───── RECORDS TO PROCESS ─────

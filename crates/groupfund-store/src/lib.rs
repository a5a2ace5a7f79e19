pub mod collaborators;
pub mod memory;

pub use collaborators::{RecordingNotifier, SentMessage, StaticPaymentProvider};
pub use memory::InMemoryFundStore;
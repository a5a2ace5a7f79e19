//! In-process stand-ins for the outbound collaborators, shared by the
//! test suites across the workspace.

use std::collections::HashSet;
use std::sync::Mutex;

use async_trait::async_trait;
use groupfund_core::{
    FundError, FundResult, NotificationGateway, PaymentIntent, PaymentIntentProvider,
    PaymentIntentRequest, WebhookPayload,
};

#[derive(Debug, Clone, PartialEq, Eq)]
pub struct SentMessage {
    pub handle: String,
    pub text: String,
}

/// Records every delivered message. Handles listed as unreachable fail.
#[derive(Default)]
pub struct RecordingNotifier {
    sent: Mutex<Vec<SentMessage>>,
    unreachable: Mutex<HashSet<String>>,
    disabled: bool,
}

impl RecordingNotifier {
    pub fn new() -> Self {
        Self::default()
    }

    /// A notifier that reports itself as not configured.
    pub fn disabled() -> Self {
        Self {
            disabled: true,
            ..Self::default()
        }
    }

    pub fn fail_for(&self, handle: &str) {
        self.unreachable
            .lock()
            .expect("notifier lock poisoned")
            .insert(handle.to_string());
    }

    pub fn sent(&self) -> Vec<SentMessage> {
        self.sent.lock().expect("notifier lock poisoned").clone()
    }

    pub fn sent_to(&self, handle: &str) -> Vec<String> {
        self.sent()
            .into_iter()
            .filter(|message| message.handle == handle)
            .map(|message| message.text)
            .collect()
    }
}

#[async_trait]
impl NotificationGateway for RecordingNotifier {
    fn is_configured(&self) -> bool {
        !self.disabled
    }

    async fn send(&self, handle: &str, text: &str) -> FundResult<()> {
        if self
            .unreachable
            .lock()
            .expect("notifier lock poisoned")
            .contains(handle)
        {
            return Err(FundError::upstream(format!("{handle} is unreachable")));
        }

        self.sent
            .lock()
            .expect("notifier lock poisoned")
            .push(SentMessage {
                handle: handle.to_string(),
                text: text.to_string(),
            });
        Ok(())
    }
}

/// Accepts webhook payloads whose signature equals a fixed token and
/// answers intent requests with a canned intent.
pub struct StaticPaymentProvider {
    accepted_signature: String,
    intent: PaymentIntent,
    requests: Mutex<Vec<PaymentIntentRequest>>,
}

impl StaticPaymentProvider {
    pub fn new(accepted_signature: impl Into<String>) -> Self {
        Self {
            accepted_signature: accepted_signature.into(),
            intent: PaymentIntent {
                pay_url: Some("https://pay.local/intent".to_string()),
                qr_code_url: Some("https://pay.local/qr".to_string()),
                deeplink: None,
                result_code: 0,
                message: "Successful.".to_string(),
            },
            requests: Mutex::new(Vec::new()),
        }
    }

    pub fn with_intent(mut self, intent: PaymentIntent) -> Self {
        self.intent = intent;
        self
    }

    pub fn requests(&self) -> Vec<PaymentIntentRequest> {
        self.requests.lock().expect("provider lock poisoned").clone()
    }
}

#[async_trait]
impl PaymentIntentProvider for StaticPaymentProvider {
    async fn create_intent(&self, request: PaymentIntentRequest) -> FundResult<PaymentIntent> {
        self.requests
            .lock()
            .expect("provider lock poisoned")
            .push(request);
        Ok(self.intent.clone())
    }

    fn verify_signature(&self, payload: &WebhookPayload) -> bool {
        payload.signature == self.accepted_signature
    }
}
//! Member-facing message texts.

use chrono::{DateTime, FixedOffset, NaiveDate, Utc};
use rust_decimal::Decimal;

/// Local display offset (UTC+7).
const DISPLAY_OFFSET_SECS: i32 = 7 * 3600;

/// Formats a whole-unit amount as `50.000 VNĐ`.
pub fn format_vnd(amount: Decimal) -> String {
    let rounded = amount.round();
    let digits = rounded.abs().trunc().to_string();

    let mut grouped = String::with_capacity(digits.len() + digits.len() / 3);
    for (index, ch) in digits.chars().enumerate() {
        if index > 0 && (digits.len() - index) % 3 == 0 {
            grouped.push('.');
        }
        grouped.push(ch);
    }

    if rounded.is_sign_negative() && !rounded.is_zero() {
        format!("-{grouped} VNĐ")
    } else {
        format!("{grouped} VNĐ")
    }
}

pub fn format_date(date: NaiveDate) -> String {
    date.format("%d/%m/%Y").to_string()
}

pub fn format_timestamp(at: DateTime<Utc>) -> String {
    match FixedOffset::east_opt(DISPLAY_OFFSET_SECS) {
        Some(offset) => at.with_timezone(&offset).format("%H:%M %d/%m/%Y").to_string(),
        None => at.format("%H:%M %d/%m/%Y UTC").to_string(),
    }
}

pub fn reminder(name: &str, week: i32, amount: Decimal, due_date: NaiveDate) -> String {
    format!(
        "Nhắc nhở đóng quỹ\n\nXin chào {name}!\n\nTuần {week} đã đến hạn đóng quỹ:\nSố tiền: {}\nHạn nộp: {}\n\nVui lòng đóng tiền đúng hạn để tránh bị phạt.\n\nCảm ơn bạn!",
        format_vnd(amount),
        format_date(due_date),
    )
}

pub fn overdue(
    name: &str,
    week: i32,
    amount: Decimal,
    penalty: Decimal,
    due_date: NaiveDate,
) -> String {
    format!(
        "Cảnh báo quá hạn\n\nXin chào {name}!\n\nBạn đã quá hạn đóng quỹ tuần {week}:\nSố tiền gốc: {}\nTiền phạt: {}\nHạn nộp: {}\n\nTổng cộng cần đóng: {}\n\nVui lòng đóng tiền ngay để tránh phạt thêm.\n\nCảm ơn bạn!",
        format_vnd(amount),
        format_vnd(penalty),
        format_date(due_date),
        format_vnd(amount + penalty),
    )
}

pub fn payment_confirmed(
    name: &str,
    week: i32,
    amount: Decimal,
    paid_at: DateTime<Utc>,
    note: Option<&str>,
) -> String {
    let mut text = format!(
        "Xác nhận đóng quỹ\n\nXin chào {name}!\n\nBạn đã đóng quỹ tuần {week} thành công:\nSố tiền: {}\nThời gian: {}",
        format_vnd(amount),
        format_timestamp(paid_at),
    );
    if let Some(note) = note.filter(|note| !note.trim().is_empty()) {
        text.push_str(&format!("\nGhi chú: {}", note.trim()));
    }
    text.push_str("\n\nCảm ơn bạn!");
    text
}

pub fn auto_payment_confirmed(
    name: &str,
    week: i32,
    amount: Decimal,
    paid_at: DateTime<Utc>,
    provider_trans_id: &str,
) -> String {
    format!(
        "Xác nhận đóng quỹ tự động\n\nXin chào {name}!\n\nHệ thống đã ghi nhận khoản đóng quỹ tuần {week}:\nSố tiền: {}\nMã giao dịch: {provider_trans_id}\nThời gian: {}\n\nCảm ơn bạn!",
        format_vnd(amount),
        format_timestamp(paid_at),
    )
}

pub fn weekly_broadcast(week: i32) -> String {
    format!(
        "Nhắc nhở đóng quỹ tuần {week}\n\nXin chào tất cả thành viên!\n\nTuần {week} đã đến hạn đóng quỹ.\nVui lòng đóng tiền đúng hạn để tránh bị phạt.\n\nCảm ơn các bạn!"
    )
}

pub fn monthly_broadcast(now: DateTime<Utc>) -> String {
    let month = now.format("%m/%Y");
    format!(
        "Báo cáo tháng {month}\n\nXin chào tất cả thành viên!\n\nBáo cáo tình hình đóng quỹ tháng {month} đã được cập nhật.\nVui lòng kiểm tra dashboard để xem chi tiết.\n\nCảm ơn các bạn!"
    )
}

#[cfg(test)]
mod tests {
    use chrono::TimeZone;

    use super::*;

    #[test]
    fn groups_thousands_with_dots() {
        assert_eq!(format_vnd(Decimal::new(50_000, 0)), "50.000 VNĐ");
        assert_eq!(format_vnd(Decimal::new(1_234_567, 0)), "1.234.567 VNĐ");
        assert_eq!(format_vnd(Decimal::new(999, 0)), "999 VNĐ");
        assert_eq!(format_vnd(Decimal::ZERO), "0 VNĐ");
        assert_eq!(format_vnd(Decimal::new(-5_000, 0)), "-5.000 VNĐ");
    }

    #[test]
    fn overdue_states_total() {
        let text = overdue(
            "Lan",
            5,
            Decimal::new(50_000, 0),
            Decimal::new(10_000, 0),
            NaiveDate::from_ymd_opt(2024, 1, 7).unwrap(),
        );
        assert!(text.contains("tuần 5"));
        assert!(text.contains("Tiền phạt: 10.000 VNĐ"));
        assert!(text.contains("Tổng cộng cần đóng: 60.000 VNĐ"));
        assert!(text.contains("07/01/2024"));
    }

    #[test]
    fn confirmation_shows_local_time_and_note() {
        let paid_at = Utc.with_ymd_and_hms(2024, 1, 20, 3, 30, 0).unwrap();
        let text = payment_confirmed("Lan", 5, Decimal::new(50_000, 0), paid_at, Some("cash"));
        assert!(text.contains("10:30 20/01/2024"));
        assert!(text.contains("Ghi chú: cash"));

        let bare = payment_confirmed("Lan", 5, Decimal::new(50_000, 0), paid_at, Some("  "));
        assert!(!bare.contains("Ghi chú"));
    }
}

─────

WORK ORDER>
Word for word, please print every line from the beginning of the records to the line bearing "async fn send(&self, handle: &str, text: &str)", counting both ends and stopping there.

PROBLEM SOLUTION>
filename crates/groupfund-store/src/lib.rs
repository a5a2ace5a7f79e19
pub mod collaborators;
pub mod memory;

pub use collaborators::{RecordingNotifier, SentMessage, StaticPaymentProvider};
pub use memory::InMemoryFundStore;
repository a5a2ace5a7f79e19
//! In-process stand-ins for the outbound collaborators, shared by the
//! test suites across the workspace.

use std::collections::HashSet;
use std::sync::Mutex;

use async_trait::async_trait;
use groupfund_core::{
    FundError, FundResult, NotificationGateway, PaymentIntent, PaymentIntentProvider,
    PaymentIntentRequest, WebhookPayload,
};

#[derive(Debug, Clone, PartialEq, Eq)]
pub struct SentMessage {
    pub handle: String,
    pub text: String,
}

/// Records every delivered message. Handles listed as unreachable fail.
#[derive(Default)]
pub struct RecordingNotifier {
    sent: Mutex<Vec<SentMessage>>,
    unreachable: Mutex<HashSet<String>>,
    disabled: bool,
}

impl RecordingNotifier {
    pub fn new() -> Self {
        Self::default()
    }

    /// A notifier that reports itself as not configured.
    pub fn disabled() -> Self {
        Self {
            disabled: true,
            ..Self::default()
        }
    }

    pub fn fail_for(&self, handle: &str) {
        self.unreachable
            .lock()
            .expect("notifier lock poisoned")
            .insert(handle.to_string());
    }

    pub fn sent(&self) -> Vec<SentMessage> {
        self.sent.lock().expect("notifier lock poisoned").clone()
    }

    pub fn sent_to(&self, handle: &str) -> Vec<String> {
        self.sent()
            .into_iter()
            .filter(|message| message.handle == handle)
            .map(|message| message.text)
            .collect()
    }
}

#[async_trait]
impl NotificationGateway for RecordingNotifier {
    fn is_configured(&self) -> bool {
        !self.disabled
    }

    async fn send(&self, handle: &str, text: &str) -> FundResult<()> {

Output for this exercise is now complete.